---------- Material for the task

use thiserror::Error;

#[derive(Error, Debug)]
pub enum ComposerError {
    #[error("PDF error: {0}")]
    Pdf(#[from] lopdf::Error),

    #[error("{0}")]
    Other(String),
}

--------------------

* **Work instruction**
Each entry above is to be printed again exactly.

* **Solution**
use thiserror::Error;

#[derive(Error, Debug)]
pub enum ComposerError {
    #[error("PDF error: {0}")]
    Pdf(#[from] lopdf::Error),

    #[error("{0}")]
    Other(String),
}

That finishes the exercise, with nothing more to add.